Binar menoleh padanya. Seperti ingin bilang sesuatu tapi ragu.
Sebelum dikatai cerewet. "Oke deh. Aku sendirian."
"Mainnya bakal full set nggak sih?" Arum sudah tidak khawatir kalau sepupunya akan sedih. Binar malah tampak fokus menyimak set satu. Seperti pengamat voli. Tidak berkedip sama sekali.
"Biasanya kalau mereka ketemu full set. Lima set."
Sakha nimbrung setelah mereka diam beberapa menit. "Itu barusan kena anulir poinnya kenapa dah itu? Komentatornya Korea, kalau Binar mungkin ngerti dari permainannya, aku sama Arum masih ngang-ngong."
"Dia ngelakuin back attack tapi kakinya sebelum lompat nginjak garis. Nggak boleh. Harus di belakang garis pertahanan." Binar menjelaskan.
"Tapi sebelum itu kayaknya pemain Pink ada yang rambutnya kena net, kok poinnya nggak ilang?" Sakha jadi ketagihan tanya-tanya. Mumpung orangnya mau bicara.

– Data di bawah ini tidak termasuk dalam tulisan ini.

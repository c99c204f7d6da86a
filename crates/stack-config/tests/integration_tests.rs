//! Integration tests for stack-config

use service_lifecycle::{
    DeploymentResolver, Error, PlatformKind, PlatformSettings, ServiceSelection, ServiceType,
};
use stack_config::{ConfigError, EnvironmentResolver, ResolutionContext, parse_file, parse_str};
use std::io::Write;
use tempfile::NamedTempFile;

const STACK: &str = r#"
version: "1.0"
project: acme

defaults:
  environment:
    LOG_LEVEL: info

environments:
  staging:
    platform: container
    settings:
      aws:
        region: us-east-1
        profile: staging
      container:
        network: acme-staging
    services:
      frontend:
        type: frontend
        platform: aws
        static_site: true
        bucket: "acme-${STAGE:-staging}-site"
        dependencies: [backend]
      backend:
        platform: posix
        command: ["./bin/backend", "--db", "${DB_HOST}"]
        port: 4000
        environment:
          PORT: 4000
          DEBUG: true
        dependencies: [database]
      database:
        type: database
        image: "postgres:16"
        port: 5432
        storage:
          persistent: true
      worker:
        image: "acme/worker:latest"

  prod:
    platform: aws
    services:
      backend:
        port: 4000
"#;

fn resolver() -> EnvironmentResolver {
    let context = ResolutionContext::empty().with_var("DB_HOST", "db.internal");
    EnvironmentResolver::new(parse_str(STACK).unwrap()).with_context(context)
}

fn names(resolver: &EnvironmentResolver, selection: &ServiceSelection) -> Vec<String> {
    resolver
        .resolve("staging", selection)
        .unwrap()
        .iter()
        .map(|d| d.name().to_string())
        .collect()
}

#[test]
fn test_dependencies_come_first() {
    let order = names(&resolver(), &ServiceSelection::All);
    assert_eq!(order, ["database", "backend", "frontend", "worker"]);
}

#[test]
fn test_named_selection_keeps_dependency_order() {
    let selection = ServiceSelection::Named(vec!["frontend".into(), "database".into()]);
    assert_eq!(names(&resolver(), &selection), ["database", "frontend"]);
}

#[test]
fn test_unknown_environment_and_service() {
    let resolver = resolver();
    let err = resolver.resolve("qa", &ServiceSelection::All).unwrap_err();
    assert!(matches!(err, Error::UnknownEnvironment(ref name) if name == "qa"));

    let selection = ServiceSelection::Named(vec!["cache".into()]);
    let err = resolver.resolve("staging", &selection).unwrap_err();
    assert!(matches!(err, Error::UnknownService { .. }));
    assert!(err.is_configuration());
}

#[test]
fn test_platform_assignment_and_settings_layering() {
    let deployments = resolver().resolve("staging", &ServiceSelection::All).unwrap();

    let database = &deployments[0];
    assert_eq!(database.platform, PlatformKind::Container);
    assert_eq!(database.service.service_type(), ServiceType::Database);
    let container = database.service.config.settings.container().unwrap();
    assert_eq!(container.image.as_deref(), Some("postgres:16"));
    assert_eq!(container.network.as_deref(), Some("acme-staging"));
    assert_eq!(
        database.service.config.environment.get("LOG_LEVEL").map(String::as_str),
        Some("info")
    );

    let backend = &deployments[1];
    assert_eq!(backend.platform, PlatformKind::Posix);
    let posix = backend.service.config.settings.posix().unwrap();
    assert_eq!(posix.command, ["./bin/backend", "--db", "db.internal"]);
    // the service's own environment map replaces the default one
    assert_eq!(backend.service.config.environment.get("PORT").map(String::as_str), Some("4000"));
    assert_eq!(backend.service.config.environment.get("DEBUG").map(String::as_str), Some("true"));
    assert!(!backend.service.config.environment.contains_key("LOG_LEVEL"));

    let frontend = &deployments[2];
    assert_eq!(frontend.platform, PlatformKind::Aws);
    let PlatformSettings::Aws(aws) = &frontend.service.config.settings else {
        panic!("frontend should carry aws settings");
    };
    assert_eq!(aws.region.as_deref(), Some("us-east-1"));
    assert_eq!(aws.bucket.as_deref(), Some("acme-staging-site"));
    assert!(aws.static_site);
}

#[test]
fn test_missing_variable_is_a_configuration_error() {
    let resolver = EnvironmentResolver::new(parse_str(STACK).unwrap())
        .with_context(ResolutionContext::empty());
    let err = resolver.resolve("staging", &ServiceSelection::All).unwrap_err();
    assert!(err.is_configuration());
    assert!(err.to_string().contains("DB_HOST"));
}

#[test]
fn test_environments_in_declaration_order() {
    assert_eq!(resolver().environments(), ["staging", "prod"]);
}

#[test]
fn test_parse_file_from_disk() {
    let mut file = NamedTempFile::new().unwrap();
    file.write_all(STACK.as_bytes()).unwrap();

    let config = parse_file(file.path()).unwrap();
    assert_eq!(config.project, "acme");

    let resolver = EnvironmentResolver::from_file(file.path()).unwrap();
    assert_eq!(resolver.project(), "acme");
}

#[test]
fn test_missing_file() {
    let dir = tempfile::tempdir().unwrap();
    let err = parse_file(dir.path().join("absent.yaml")).unwrap_err();
    assert!(matches!(err, ConfigError::ReadError(_)));
}

#[test]
fn test_service_without_platform_is_rejected() {
    let yaml = r#"
version: "1.0"
project: acme
environments:
  dev:
    services:
      api: { port: 8080 }
"#;
    let err = parse_str(yaml).unwrap_err();
    assert!(err.to_string().contains("has no platform"));
}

"Pelatih sama pemain Hyundai nggak minta VAR. Wasitnya lengah."
"Oh gitu."
"Jeli juga kamu," puji Binar. Entah sadar tidak.

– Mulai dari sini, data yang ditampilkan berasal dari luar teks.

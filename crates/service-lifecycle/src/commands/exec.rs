//! `exec`: run a command inside one named service.

use super::execute;
use crate::{
    CommandDescriptor, CommandKind, CommandOptions, CommandResults, HandlerInput, PlatformSet,
    Result, ResultStatus, Service, ServiceDeployment,
};

/// Descriptor for `exec`
#[derive(Debug, Clone, Copy, Default)]
pub struct Exec;

impl CommandDescriptor for Exec {
    fn kind(&self) -> CommandKind {
        CommandKind::Exec
    }

    fn build_input(&self, _service: &Service, options: &CommandOptions) -> HandlerInput {
        HandlerInput::Exec {
            command: options.extras.exec.clone(),
        }
    }

    fn success_status(&self) -> ResultStatus {
        ResultStatus::Executed
    }

    fn continue_on_error(&self) -> bool {
        false
    }

    fn supports_all(&self) -> bool {
        false
    }

    fn requires_discovery(&self) -> bool {
        true
    }

    fn describe_effect(&self, deployment: &ServiceDeployment, options: &CommandOptions) -> String {
        format!(
            "would run `{}` in '{}' on {}",
            options.extras.exec.join(" "),
            deployment.name(),
            deployment.platform
        )
    }
}

/// Run a command inside services
pub async fn exec(
    platforms: &PlatformSet,
    deployments: Vec<ServiceDeployment>,
    options: &CommandOptions,
) -> Result<CommandResults> {
    execute(&Exec, platforms, deployments, options).await
}
// SPDX-License-Identifier: BUSL-1.1
// Copyright (c) 2026 Alfred Jean LLC

// Allow panic!/unwrap/expect in test code
#![cfg_attr(test, allow(clippy::panic))]
#![cfg_attr(test, allow(clippy::unwrap_used))]
#![cfg_attr(test, allow(clippy::expect_used))]

//! gantry-artifacts: adapters that turn uploaded build-output streams
//! (raw bytes, gzip, zip) into lazy sequences of extracted blobs.
//!
//! Artifacts come from untrusted runners, so the zip adapter enforces its
//! own entry-count and decompressed-size guards independent of the
//! underlying archive library.

pub mod gzip_stream;
pub mod limits;
pub mod raw_stream;
pub mod stream;
pub mod zip_stream;

pub use gzip_stream::GzipStream;
pub use limits::{Limits, MAX_DECOMPRESSED_SIZE, MAX_FILES_PROCESSED};
pub use raw_stream::RawStream;
pub use stream::{ArtifactEntry, StreamError};
pub use zip_stream::ZipStream;
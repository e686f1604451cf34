// SPDX-License-Identifier: BUSL-1.1
// Copyright (c) 2026 Alfred Jean LLC

//! Job expansion: one declared job into concrete, addressable instances.
//!
//! Expansion is pure: the same input always yields the byte-identical
//! instance sequence, because downstream systems key off instance names
//! and ordering in pipeline graphs.

use crate::cartesian::product;
use crate::instance::ExpandedInstance;
use crate::spec::Expansion;
use indexmap::IndexMap;
use serde_json::Value;

/// Expand a job's `parallel` config into concrete instances.
///
/// Unrecognized shapes yield no instances — most jobs have no expansion
/// and that is not an error.
pub fn expand(job_name: &str, raw_config: &Value) -> Vec<ExpandedInstance> {
    match Expansion::from_config(raw_config) {
        Some(expansion) => expand_spec(job_name, &expansion),
        None => Vec::new(),
    }
}

/// Expand an already-recognized expansion spec.
pub fn expand_spec(job_name: &str, expansion: &Expansion) -> Vec<ExpandedInstance> {
    let instances = match expansion {
        Expansion::Count(total) => expand_count(job_name, *total),
        Expansion::Matrix(sets) => expand_matrix(job_name, sets),
    };
    tracing::debug!(
        job = job_name,
        kind = %expansion,
        instances = instances.len(),
        "expanded job"
    );
    instances
}

fn expand_count(job_name: &str, total: i64) -> Vec<ExpandedInstance> {
    // a zero-width (or negative) axis is valid and means "no instances"
    let Ok(total) = u32::try_from(total) else {
        return Vec::new();
    };
    (1..=total)
        .map(|index| ExpandedInstance {
            name: format!("{job_name} {index}/{total}"),
            instance_index: index,
            parallel_total: total,
            instance_variables: IndexMap::new(),
        })
        .collect()
}

fn expand_matrix(
    job_name: &str,
    sets: &[IndexMap<String, Vec<Value>>],
) -> Vec<ExpandedInstance> {
    let combinations: Vec<IndexMap<String, Value>> = sets
        .iter()
        .flat_map(|set| {
            let names: Vec<String> = set.keys().cloned().collect();
            let lists: Vec<Vec<Value>> = set.values().cloned().collect();
            product(&lists).into_iter().map(move |combo| {
                names.iter().cloned().zip(combo).collect::<IndexMap<_, _>>()
            })
        })
        .collect();

    let total = combinations.len() as u32;
    combinations
        .into_iter()
        .zip(1..)
        .map(|(variables, index)| ExpandedInstance {
            name: matrix_name(job_name, &variables),
            instance_index: index,
            parallel_total: total,
            instance_variables: variables,
        })
        .collect()
}

/// `"job: [a, b]"` with values in the variable set's key order.
///
/// Null and empty-string values are dropped from the label but stay in
/// the instance's variable map.
fn matrix_name(job_name: &str, variables: &IndexMap<String, Value>) -> String {
    let shown: Vec<String> = variables.values().filter_map(display_value).collect();
    format!("{job_name}: [{}]", shown.join(", "))
}

fn display_value(value: &Value) -> Option<String> {
    match value {
        Value::Null => None,
        Value::String(text) if text.is_empty() => None,
        Value::String(text) => Some(text.clone()),
        other => Some(other.to_string()),
    }
}

#[cfg(test)]
#[path = "factory_tests.rs"]
mod tests;
// SPDX-License-Identifier: BUSL-1.1
// Copyright (c) 2026 Alfred Jean LLC

//! Raw (uncompressed) artifact streams

use crate::stream::{require, ArtifactEntry, StreamError};
use std::io::{Read, Seek, SeekFrom};

/// Adapter for artifacts uploaded as plain bytes: the whole stream is one
/// blob, named `"raw"`.
pub struct RawStream<R> {
    stream: R,
    consumed: bool,
}

impl<R: Read + Seek> RawStream<R> {
    /// Wrap an opened stream, rewound to the start. Fails immediately if
    /// the handle is absent.
    pub fn new(stream: Option<R>) -> Result<Self, StreamError> {
        let mut stream = require(stream)?;
        stream.seek(SeekFrom::Start(0))?;
        Ok(Self {
            stream,
            consumed: false,
        })
    }
}

impl<R: Read + Seek> Iterator for RawStream<R> {
    type Item = Result<ArtifactEntry, StreamError>;

    fn next(&mut self) -> Option<Self::Item> {
        if self.consumed {
            return None;
        }
        self.consumed = true;

        let mut content = Vec::new();
        match self.stream.read_to_end(&mut content) {
            // an empty stream has no blob at all
            Ok(0) => None,
            Ok(_) => Some(Ok(ArtifactEntry {
                content,
                name: Some("raw".to_string()),
            })),
            Err(e) => Some(Err(e.into())),
        }
    }
}

#[cfg(test)]
#[path = "raw_stream_tests.rs"]
mod tests;
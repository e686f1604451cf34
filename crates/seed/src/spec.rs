// SPDX-License-Identifier: BUSL-1.1
// Copyright (c) 2026 Alfred Jean LLC

//! Declarative job configuration relevant to materialization.
//!
//! The pipeline document is assumed to be decoded already; this module
//! reads the materialization keys (`parallel`, `cache`, `resource_group`)
//! out of a job's mapping. Job-level keys outside that set belong to other
//! subsystems and are ignored here.

use indexmap::IndexMap;
use serde::Deserialize;
use serde_json::Value;
use thiserror::Error;

/// Errors decoding the materialization slice of a job definition.
///
/// Fatal to that one job's seeding only; sibling jobs expand normally.
#[derive(Debug, Error)]
pub enum ConfigError {
    #[error("invalid cache entry: {0}")]
    Cache(#[from] serde_json::Error),
}

/// The declarative unit read from one job's configuration.
#[derive(Debug, Clone)]
pub struct JobSpec {
    pub name: String,
    pub expansion: Option<Expansion>,
    /// A job may declare several caches; a single mapping normalizes to one.
    pub cache: Vec<CacheSpec>,
    /// Resource-group key, possibly with variable placeholders.
    pub resource_group: Option<String>,
}

impl JobSpec {
    pub fn from_config(name: &str, config: &Value) -> Result<Self, ConfigError> {
        let obj = config.as_object();
        let expansion = obj
            .and_then(|o| o.get("parallel"))
            .and_then(Expansion::from_config);
        let cache = match obj.and_then(|o| o.get("cache")) {
            Some(raw) => CacheSpec::from_config(raw)?,
            None => Vec::new(),
        };
        let resource_group = obj
            .and_then(|o| o.get("resource_group"))
            .and_then(Value::as_str)
            .map(str::to_string);
        Ok(Self {
            name: name.to_string(),
            expansion,
            cache,
            resource_group,
        })
    }
}

/// How a job definition fans out into concrete instances.
///
/// A closed variant: a config is counted or a matrix, never both.
#[derive(Debug, Clone, PartialEq)]
pub enum Expansion {
    /// N numbered copies with no variable differentiation.
    Count(i64),
    /// One copy per Cartesian-product combination of each variable set.
    Matrix(Vec<IndexMap<String, Vec<Value>>>),
}

gantry_core::simple_display! {
    Expansion {
        Count(..) => "parallel",
        Matrix(..) => "matrix",
    }
}

impl Expansion {
    /// Recognize an expansion spec.
    ///
    /// Count is checked before Matrix; the two shapes do not overlap and
    /// anything else is `None` — most jobs declare no expansion.
    pub fn from_config(raw: &Value) -> Option<Self> {
        Self::count_from(raw).or_else(|| Self::matrix_from(raw))
    }

    fn count_from(raw: &Value) -> Option<Self> {
        // the presence of `number` claims the config for Count even when
        // the total is unusable; an unusable total expands to nothing
        match raw {
            Value::Number(n) => Some(Self::Count(n.as_i64().unwrap_or(0))),
            Value::Object(obj) => {
                let number = obj.get("number")?;
                Some(Self::Count(number.as_i64().unwrap_or(0)))
            }
            _ => None,
        }
    }

    fn matrix_from(raw: &Value) -> Option<Self> {
        let sets = raw.as_object()?.get("matrix")?.as_array()?;
        let variable_sets = sets
            .iter()
            .filter_map(|set| {
                let obj = set.as_object()?;
                let lists = obj
                    .iter()
                    .map(|(name, values)| (name.clone(), as_value_list(values)))
                    .collect::<IndexMap<_, _>>();
                Some(lists)
            })
            .collect();
        Some(Self::Matrix(variable_sets))
    }
}

/// Matrix values may be written as a list or a bare scalar; a scalar is a
/// one-element axis.
fn as_value_list(values: &Value) -> Vec<Value> {
    match values {
        Value::Array(items) => items.clone(),
        scalar => vec![scalar.clone()],
    }
}

/// One cache declaration. The `key` is resolved by [`crate::cache`]; the
/// remaining fields are opaque to this core and pass through verbatim.
#[derive(Debug, Clone, Default, Deserialize)]
#[serde(deny_unknown_fields)]
pub struct CacheSpec {
    #[serde(default)]
    pub key: Option<CacheKey>,
    #[serde(default)]
    pub paths: Option<Value>,
    #[serde(default)]
    pub policy: Option<Value>,
    #[serde(default)]
    pub untracked: Option<Value>,
    #[serde(default)]
    pub when: Option<Value>,
    #[serde(default)]
    pub unprotect: Option<Value>,
    #[serde(default)]
    pub fallback_keys: Option<Value>,
}

impl CacheSpec {
    /// Decode a job's `cache` config. A single mapping normalizes to a
    /// one-entry list. Unknown keys inside an entry are an error.
    pub fn from_config(raw: &Value) -> Result<Vec<Self>, ConfigError> {
        match raw {
            Value::Null => Ok(Vec::new()),
            Value::Array(entries) => entries.iter().map(Self::entry_from).collect(),
            single => Ok(vec![Self::entry_from(single)?]),
        }
    }

    fn entry_from(raw: &Value) -> Result<Self, ConfigError> {
        Ok(serde_json::from_value(raw.clone())?)
    }
}

/// A declared cache key: a literal string, or derived from the hash of
/// tracked files' latest revisions.
#[derive(Debug, Clone, PartialEq, Eq)]
pub enum CacheKey {
    Literal(String),
    FileHash {
        prefix: Option<String>,
        files: Vec<String>,
    },
}

impl CacheKey {
    fn from_value(raw: &Value) -> Result<Self, String> {
        match raw {
            Value::String(key) => Ok(Self::Literal(key.clone())),
            // scalar keys are coerced to their string form
            Value::Number(key) => Ok(Self::Literal(key.to_string())),
            Value::Object(map) => {
                let mut prefix = None;
                let mut files = Vec::new();
                for (attr, value) in map {
                    match attr.as_str() {
                        "prefix" => prefix = value.as_str().map(str::to_string),
                        "files" => files = string_list(value)?,
                        other => return Err(format!("unknown cache key attribute `{other}`")),
                    }
                }
                Ok(Self::FileHash { prefix, files })
            }
            _ => Err("cache key must be a string or a files/prefix mapping".to_string()),
        }
    }
}

fn string_list(raw: &Value) -> Result<Vec<String>, String> {
    let items = raw
        .as_array()
        .ok_or_else(|| "cache key files must be a list".to_string())?;
    items
        .iter()
        .map(|item| {
            item.as_str()
                .map(str::to_string)
                .ok_or_else(|| "cache key files must be strings".to_string())
        })
        .collect()
}

impl<'de> Deserialize<'de> for CacheKey {
    fn deserialize<D>(deserializer: D) -> Result<Self, D::Error>
    where
        D: serde::Deserializer<'de>,
    {
        let raw = Value::deserialize(deserializer)?;
        Self::from_value(&raw).map_err(serde::de::Error::custom)
    }
}

#[cfg(test)]
#[path = "spec_tests.rs"]
mod tests;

"Mata fotografer emang beda." Arum memberi jempol dan ringisan senang pada Sakha.
Tapi Sakha nyengirnya ke arah Binar.
Set satu dan dua selesai. Kemenangan sementara ada di Hyundai. Sakha meletakkan tangannya di punggung sofa. "Udah boleh sombong belum nih?"
Binar menoleh padanya. TV masih menayangkan iklan dalam bahasa Korea. "Belum. Siapa tahu kena comeback di set tiga."

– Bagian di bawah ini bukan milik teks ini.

// SPDX-License-Identifier: BUSL-1.1
// Copyright (c) 2026 Alfred Jean LLC

//! Common artifact stream contract

use thiserror::Error;

/// One extracted blob: content plus whatever name the archive carried for it.
///
/// Transient: produced and consumed within one extraction pass, never
/// persisted by this crate.
#[derive(Debug, Clone, PartialEq, Eq)]
pub struct ArtifactEntry {
    pub content: Vec<u8>,
    pub name: Option<String>,
}

/// Errors reading an uploaded artifact stream.
///
/// Fatal to this one artifact's extraction only; the caller decides
/// whether to skip the artifact or fail the pipeline. No retries happen
/// at this layer.
#[derive(Debug, Error)]
pub enum StreamError {
    /// No stream handle was supplied.
    #[error("invalid stream: stream is required")]
    Missing,
    #[error("invalid stream: {0}")]
    Io(#[from] std::io::Error),
    /// The archive structure could not be decoded.
    #[error("invalid stream: {0}")]
    Corrupt(String),
}

pub(crate) fn require<R>(stream: Option<R>) -> Result<R, StreamError> {
    stream.ok_or(StreamError::Missing)
}
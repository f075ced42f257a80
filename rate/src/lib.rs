//! The interest-rate registry.
//!
//! One registry per chain holds the current global rate. It is the only place
//! a rate is authored from scratch; everywhere else a rate is copied from an
//! account or carried in a bridge message.
//!
//! The rate may only go down (or stay level). Every accepted change is kept in
//! an append-only history.

pub mod error;
pub mod registry;

pub use error::RateError;
pub use registry::{RateChange, RateRegistry};
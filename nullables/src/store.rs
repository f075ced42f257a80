//! Nullable store: thread-safe in-memory storage for testing.

use std::collections::HashMap;
use std::sync::atomic::{AtomicBool, Ordering};
use std::sync::Mutex;
use tidal_store::{LedgerStore, StoreError};
use tidal_types::HolderId;

/// An in-memory ledger store for testing.
pub struct NullLedgerStore {
    accounts: Mutex<HashMap<HolderId, Vec<u8>>>,
    meta: Mutex<HashMap<Vec<u8>, Vec<u8>>>,
    fail_deletes: AtomicBool,
}

impl NullLedgerStore {
    pub fn new() -> Self {
        Self {
            accounts: Mutex::new(HashMap::new()),
            meta: Mutex::new(HashMap::new()),
            fail_deletes: AtomicBool::new(false),
        }
    }

    /// Make every `delete_account_state` fail with a backend error.
    pub fn set_failing_deletes(&self, failing: bool) {
        self.fail_deletes.store(failing, Ordering::SeqCst);
    }

    pub fn account_count(&self) -> usize {
        self.accounts.lock().map(|a| a.len()).unwrap_or(0)
    }
}

impl Default for NullLedgerStore {
    fn default() -> Self {
        Self::new()
    }
}

fn poisoned<T>(_: T) -> StoreError {
    StoreError::Backend("lock poisoned".into())
}

impl LedgerStore for NullLedgerStore {
    fn get_account_state(&self, holder: &HolderId) -> Result<Option<Vec<u8>>, StoreError> {
        Ok(self.accounts.lock().map_err(poisoned)?.get(holder).cloned())
    }

    fn put_account_state(&self, holder: &HolderId, state: &[u8]) -> Result<(), StoreError> {
        self.accounts
            .lock()
            .map_err(poisoned)?
            .insert(holder.clone(), state.to_vec());
        Ok(())
    }

    fn delete_account_state(&self, holder: &HolderId) -> Result<(), StoreError> {
        if self.fail_deletes.load(Ordering::SeqCst) {
            return Err(StoreError::Backend("delete refused".into()));
        }
        self.accounts.lock().map_err(poisoned)?.remove(holder);
        Ok(())
    }

    fn iter_account_states(&self) -> Result<Vec<(HolderId, Vec<u8>)>, StoreError> {
        Ok(self
            .accounts
            .lock()
            .map_err(poisoned)?
            .iter()
            .map(|(k, v)| (k.clone(), v.clone()))
            .collect())
    }

    fn get_meta(&self, key: &[u8]) -> Result<Option<Vec<u8>>, StoreError> {
        Ok(self.meta.lock().map_err(poisoned)?.get(key).cloned())
    }

    fn put_meta(&self, key: &[u8], value: &[u8]) -> Result<(), StoreError> {
        self.meta
            .lock()
            .map_err(poisoned)?
            .insert(key.to_vec(), value.to_vec());
        Ok(())
    }
}

#[cfg(test)]
mod tests {
    use super::*;

    #[test]
    fn account_and_meta_roundtrip() {
        let store = NullLedgerStore::new();
        let alice = HolderId::new("tdl_alice");
        store.put_account_state(&alice, b"state").unwrap();
        store.put_meta(b"k", b"v").unwrap();
        assert_eq!(store.get_account_state(&alice).unwrap(), Some(b"state".to_vec()));
        assert_eq!(store.get_meta(b"k").unwrap(), Some(b"v".to_vec()));
        assert_eq!(store.iter_account_states().unwrap().len(), 1);
        store.delete_account_state(&alice).unwrap();
        assert_eq!(store.account_count(), 0);
        assert_eq!(store.get_meta(b"missing").unwrap(), None);
    }

    #[test]
    fn failing_deletes_keep_the_entry() {
        let store = NullLedgerStore::new();
        let alice = HolderId::new("tdl_alice");
        store.put_account_state(&alice, b"state").unwrap();
        store.set_failing_deletes(true);
        assert!(matches!(
            store.delete_account_state(&alice),
            Err(StoreError::Backend(_))
        ));
        assert_eq!(store.account_count(), 1);
    }
}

"Pernah ketikung poinnya?"
"Semua kemungkinan ada."
Arum bangkit dari sofa. Membuka kulkas dan membawa banyak snack. Sakha ikutan berdiri. Mengambil tiga kaleng soda. Satu dia ulurkan ke Binar. Hampir dia bukakan sekalian tapi Binar menolak. Dari gerakannya membuka tutup kaleng barusan, tampak mudah sekali.
"Tangan kamu kuat dong, Bi? Coba geplak tanganku." Sakha menjulurkan satu telapak tangannya.
Binar mendongak. Dengan matanya, sepertinya coba mengumpati Sakha.
Sakha menunggu. Entah itu geplakan ringan atau kencang. Sebenarnya dia lebih tertarik mengajak Binar salaman. Tapi takut kena usir.
"Udah mulai. Kamu ngehalangin pandanganku."
"Oh, maaf." Sakha kembali duduk anteng di tempatnya semula.
Set tiga, Hyundai mulai kocar-kacir. Sakha pun gemas. "Lah ini kenapa tiba-tiba mainnya jelek gini. Tadi bagus. Wipawee malah ditarik keluar."
"Cedera bahunya belum sembuh total."
"Real Moma gendong timnya lagi."
"Kamu atau asistenmu yang sebenernya ngikutin liga voli?"
"Ya aku pernah ikut nonton sesekali. Pas masih ronde satu atau dua. Sekarang ronde berapa ya, Bi?"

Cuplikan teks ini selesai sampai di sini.